わかります。さっきまで晴れてたのにいきなりバーって土砂降りになった、みたいな。そんなイメージで、最初に聴いたときは本当にびっくりしました。この曲に対して、あたしは歌でどうやってアプローチすればいいんだろうって考えたり。笹川さんの曲は「明るい曲」「暗い曲」って一言で表現できない複雑さがありますね。
―花譜さんをフィーチャーした「魔的」はジャジーで性急な演奏で始まり、サビでは一気に開ける。展開も激しく美しい曲に仕上がっています。
花譜ちゃんとのコラボや一緒に歌う機会は何度もあったんですけど、今回は初めて笹川さんが作ってくれたあたしの曲に、花譜ちゃんをお招きするという形だったので、すごく新鮮でした。
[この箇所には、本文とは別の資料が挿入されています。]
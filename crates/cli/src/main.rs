//! huffpack: Huffman file/directory archiver.
//!
//! Subcommands:
//! - `compress <source> [dest]`: pack a file or directory tree
//! - `decompress <source> [dest]`: extract an archive
//! - `preview <source>`: print the archived path tree from the manifest
//!
//! All failures print a diagnostic and exit 1; the core library never
//! terminates the process itself.

mod config;
mod prompt;
mod treeprint;

use config::Command;
use huffpack_core::archive::{self, OverwriteDecision, OverwritePolicy};
use prompt::StdinPrompt;
use std::fs::File;
use std::io::{BufReader, BufWriter, Write};
use std::path::{Path, PathBuf};
use std::time::Instant;

fn main() {
    tracing_subscriber::fmt()
        .with_writer(std::io::stderr)
        .init();

    let args: Vec<String> = std::env::args().skip(1).collect();
    let command = match Command::from_args(&args) {
        Ok(command) => command,
        Err(usage) => {
            eprintln!("{usage}");
            std::process::exit(1);
        }
    };

    if let Err(err) = run(command) {
        eprintln!("ERROR: {err}");
        std::process::exit(1);
    }
}

fn run(command: Command) -> huffpack_core::Result<()> {
    match command {
        Command::Compress { source, dest } => run_compress(&source, &dest),
        Command::Decompress { source, dest_root } => run_decompress(&source, &dest_root),
        Command::Preview { source } => run_preview(&source),
    }
}

fn run_compress(source: &Path, dest: &Path) -> huffpack_core::Result<()> {
    let start = Instant::now();

    // writing the archive into itself would corrupt the input mid-scan
    if source == dest {
        return Err(std::io::Error::new(
            std::io::ErrorKind::InvalidInput,
            "source and destination are the same path",
        )
        .into());
    }

    if dest.exists() {
        let mut prompt = StdinPrompt;
        match prompt.ask(dest, dest.is_dir()) {
            OverwriteDecision::Overwrite | OverwriteDecision::OverwriteAll => {}
            OverwriteDecision::SkipAll => {
                println!("Not overwriting {}.", dest.display());
                return Ok(());
            }
        }
    }

    let root = archive_root(source);
    let mut out = BufWriter::new(File::create(dest)?);
    let original_size = archive::compress(&root, source, &mut out)?;
    out.flush()?;

    let compressed_size = std::fs::metadata(dest)?.len();
    println!("Compression finished");
    if original_size == 0 {
        println!("Compression ratio: No non-empty file");
    } else {
        let percentage = compressed_size as f64 / original_size as f64 * 100.0;
        println!("Compression ratio: {percentage:.2}%");
    }
    println!(
        "Time Usage:      {:.3} seconds",
        start.elapsed().as_secs_f64()
    );
    println!("Original Size:   {}KB", original_size as f64 / 1000.0);
    println!("Compressed Size: {}KB", compressed_size as f64 / 1000.0);
    Ok(())
}

fn run_decompress(source: &Path, dest_root: &Path) -> huffpack_core::Result<()> {
    let start = Instant::now();

    if !source.is_file() {
        return Err(std::io::Error::new(
            std::io::ErrorKind::InvalidInput,
            format!("{} is not a file", source.display()),
        )
        .into());
    }
    if !dest_root.exists() {
        std::fs::create_dir_all(dest_root)?;
    }

    let mut input = BufReader::new(File::open(source)?);
    let mut prompt = StdinPrompt;
    archive::decompress(dest_root, &mut input, &mut prompt)?;

    println!(
        "Decompression finished in {:.3} seconds",
        start.elapsed().as_secs_f64()
    );
    Ok(())
}

fn run_preview(source: &Path) -> huffpack_core::Result<()> {
    let start = Instant::now();

    if !source.is_file() {
        return Err(std::io::Error::new(
            std::io::ErrorKind::InvalidInput,
            format!("{} is not a file", source.display()),
        )
        .into());
    }

    let mut input = BufReader::new(File::open(source)?);
    let paths = archive::read_manifest(&mut input)?;
    treeprint::print_tree(&paths);

    println!(
        "Preview finished in {:.3} seconds",
        start.elapsed().as_secs_f64()
    );
    Ok(())
}

/// Archive paths are stored relative to the source's parent, so the
/// archive contains the source entry itself.
fn archive_root(source: &Path) -> PathBuf {
    match source.parent() {
        Some(parent) => parent.to_path_buf(),
        None => PathBuf::from("."),
    }
}
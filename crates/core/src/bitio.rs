//! Bit-level views over byte-granularity streams.
//!
//! This module provides BitWriter and BitReader for serializing Huffman
//! codes. Both operate in MSB-first (most significant bit first) order,
//! which is standard for Huffman encoding.
//!
//! Neither type owns the underlying stream: an archive interleaves
//! bit-packed payloads with byte-level framing in the same stream, so
//! closing a bit-level wrapper must leave the stream usable for the
//! next entry.
//!
//! # Padding Rules
//! - BitWriter: `close()` pads the incomplete byte with trailing zeros,
//!   so output is always byte-aligned
//! - BitReader: end-of-data can only occur at a byte boundary, because
//!   bits are produced eight at a time from a one-byte buffer

use crate::error::Result;
use std::io::{Read, Write};

/// Writes bits MSB-first through a byte sink.
///
/// Accumulates bits in a one-byte buffer and flushes it to the sink
/// whenever 8 bits have been collected.
///
/// # Invariants
/// - `bit_count` is always < 8
/// - `byte_buffer` holds `bit_count` bits in its low end
#[derive(Debug)]
pub struct BitWriter<'a, W: Write> {
    /// Borrowed sink; stays open after `close()`
    sink: &'a mut W,
    /// Accumulator for the current partial byte
    byte_buffer: u8,
    /// Number of bits in byte_buffer (0-7)
    bit_count: u8,
}

impl<'a, W: Write> BitWriter<'a, W> {
    /// Create a BitWriter over the given byte sink.
    pub fn new(sink: &'a mut W) -> Self {
        Self {
            sink,
            byte_buffer: 0,
            bit_count: 0,
        }
    }

    /// Write a single bit to the stream.
    pub fn write_bit(&mut self, bit: bool) -> Result<()> {
        self.byte_buffer = (self.byte_buffer << 1) | bit as u8;
        self.bit_count += 1;
        if self.bit_count == 8 {
            self.sink.write_all(&[self.byte_buffer])?;
            self.byte_buffer = 0;
            self.bit_count = 0;
        }
        Ok(())
    }

    /// Finish writing: pad any partial byte with 0 bits until it
    /// flushes, then release the sink without closing it.
    pub fn close(mut self) -> Result<()> {
        while self.bit_count != 0 {
            self.write_bit(false)?;
        }
        Ok(())
    }
}

/// Reads bits MSB-first from a byte source.
///
/// Buffers one byte at a time; `read_bit` returns `Ok(None)` once the
/// underlying stream is exhausted (always at a byte boundary) or after
/// the reader has been closed.
///
/// # Invariants
/// - `bits_remaining` is always <= 8
#[derive(Debug)]
pub struct BitReader<'a, R: Read> {
    /// Borrowed source; stays open after `close()`
    source: &'a mut R,
    /// The byte currently being consumed
    byte_buffer: u8,
    /// Unread bits left in byte_buffer (0-8)
    bits_remaining: u8,
    /// Set by `close()`: the reader is permanently exhausted
    closed: bool,
}

impl<'a, R: Read> BitReader<'a, R> {
    /// Create a BitReader over the given byte source.
    pub fn new(source: &'a mut R) -> Self {
        Self {
            source,
            byte_buffer: 0,
            bits_remaining: 0,
            closed: false,
        }
    }

    /// Read the next bit, or `None` if the stream is exhausted.
    pub fn read_bit(&mut self) -> Result<Option<bool>> {
        if self.closed {
            return Ok(None);
        }
        if self.bits_remaining == 0 && !self.refill()? {
            return Ok(None);
        }
        self.bits_remaining -= 1;
        Ok(Some((self.byte_buffer >> self.bits_remaining) & 1 == 1))
    }

    /// Mark the reader permanently exhausted. The underlying byte
    /// stream is untouched and remains usable by the caller.
    pub fn close(&mut self) {
        self.closed = true;
        self.bits_remaining = 0;
    }

    /// Pull the next byte from the source. Returns false on a clean
    /// end of stream.
    fn refill(&mut self) -> Result<bool> {
        let mut byte = [0u8; 1];
        loop {
            match self.source.read(&mut byte) {
                Ok(0) => return Ok(false),
                Ok(_) => {
                    self.byte_buffer = byte[0];
                    self.bits_remaining = 8;
                    return Ok(true);
                }
                Err(e) if e.kind() == std::io::ErrorKind::Interrupted => continue,
                Err(e) => return Err(e.into()),
            }
        }
    }
}
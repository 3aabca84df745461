// Core-0 service loop.  Runs on the main thread, communicates with the
// cycle engine via the channels built in `engine_channels`.  Every task
// does a small bounded amount of work and returns, so the round-robin
// stays responsive.

use std::sync::Arc;
use std::time::{Duration, Instant};

use crate::channels::ByteChannel;
use crate::commands::Command;
use crate::engine::{CoreLinks, EngineCmd};
use crate::frontend::PowerPins;
use crate::hp41::{PowerMode, IL_FRAME_IDY_C0, IL_FRAME_RFC};
use crate::hpil::IlMirror;
use crate::pilbox::{Pilbox, PilboxMode};
use crate::settings;
use crate::tracer::disasm::il_mnemonic;
use crate::tracer::{TraceDrain, TracerConfig};

const AUTO_IDY_PERIOD: Duration = Duration::from_millis(10);

/// Printer characters forwarded per task call.
const PRINT_BATCH: usize = 8;

/// The byte channels the service loop writes to.
pub struct CoreChannels {
    pub console: Box<dyn ByteChannel>,
    pub tracer: Box<dyn ByteChannel>,
    pub hpil_wire: Box<dyn ByteChannel>,
    pub il_scope: Box<dyn ByteChannel>,
    pub printer: Box<dyn ByteChannel>,
}

pub struct CoreZero {
    links: CoreLinks,
    pins: PowerPins,
    mirror: Arc<IlMirror>,
    chans: CoreChannels,
    pub pilbox: Pilbox,
    pub drain: TraceDrain,
    reboot_hook: Option<Box<dyn FnMut() + Send>>,

    power_mode: PowerMode,
    mode_since: Instant,
    idy_timer: Instant,
    /// Last CMD frame seen from the loop, for the RFC handshake.
    last_cmd: u16,
    scope_enabled: bool,
    pilbox_mode_seen: PilboxMode,
    tracer_connected: bool,
    hpil_connected: bool,
    printer_connected: bool,
}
声が「似てる」って言われてきたあたしたちだからこそ、それぞれの個性を出すことに意識的になって、いつもとはちょっと違う歌い方、表現ができたんじゃないかなって思います。
ーアルバムにおいて、特に難産だった曲などはありますか?
レコーディングで一番苦戦したのは「十九月」ですね。ポエトリー調の歌い方が難しくて。あたしは方言というか喋り方に癖があって、発音やニュアンスの部分で何度もやり直しました。
みんなと同じ目線で
ー先ほど、このアルバムはスタート地点のようにも感じるとおっしゃっていましたが、理芽さんの今後の展望は?
アルバムをリリースしたので、やはりライブをもう一度、というか何度でもやりたいです。この前は無観客だったので、できることならお客さんも入れて。あとは配信などで、もっとファンの方との距離を縮めたり、交流できる場を増やせたらいいなと考えています。
ーそれはYouTubeでの生配信であったり?
そうですね。念入りに計画してという感じではなく、不意にポンッとやってみたり。もっと気軽に、ラフな感じでコミュニケーションを取れたらいいなと思いますね。
―最後に、理芽さんが目指す今後のヴィジョンや理想のアーティスト像について教えてください。
将来的には自分でも曲作りに携わりたいなって思っています。昔から興味はあって、フリーのトラックに歌を乗っけてみたりしたことはあるんですけど、本格的に取り組んだことはなくて。自分には知識もセンスもないって決めつけてたんです。でも、ワンマン・ライブやアルバム制作を経て、改めてやってみたいという気持ちが湧いてきて。もちろん一朝一夕でできることではないと思うのですが、行く行くは作詞・作曲に挑戦してみたいと思うようになりました。
―それは楽しみです。
あとは、親しみやすいアーティストでありたいです。もちろん褒めらるのは嬉しいですし、励みにもなるのですが、あまり崇められたくはないなと。アーティストとしての自覚は持ちつつも、それでもやっぱり第一にあたしは普通の人で、たまたま音楽活動をさせてもらっている。そういう気持ちで、リスナーのみなさんと同じ目線に立って活動していきたいです。ちょっと辛いことや嫌なことがあったときに、寄り添えるような存在。常に一番じゃなくてもいいので、忘れられない、いつも側にいてくれるアーティストになれれば嬉しいです。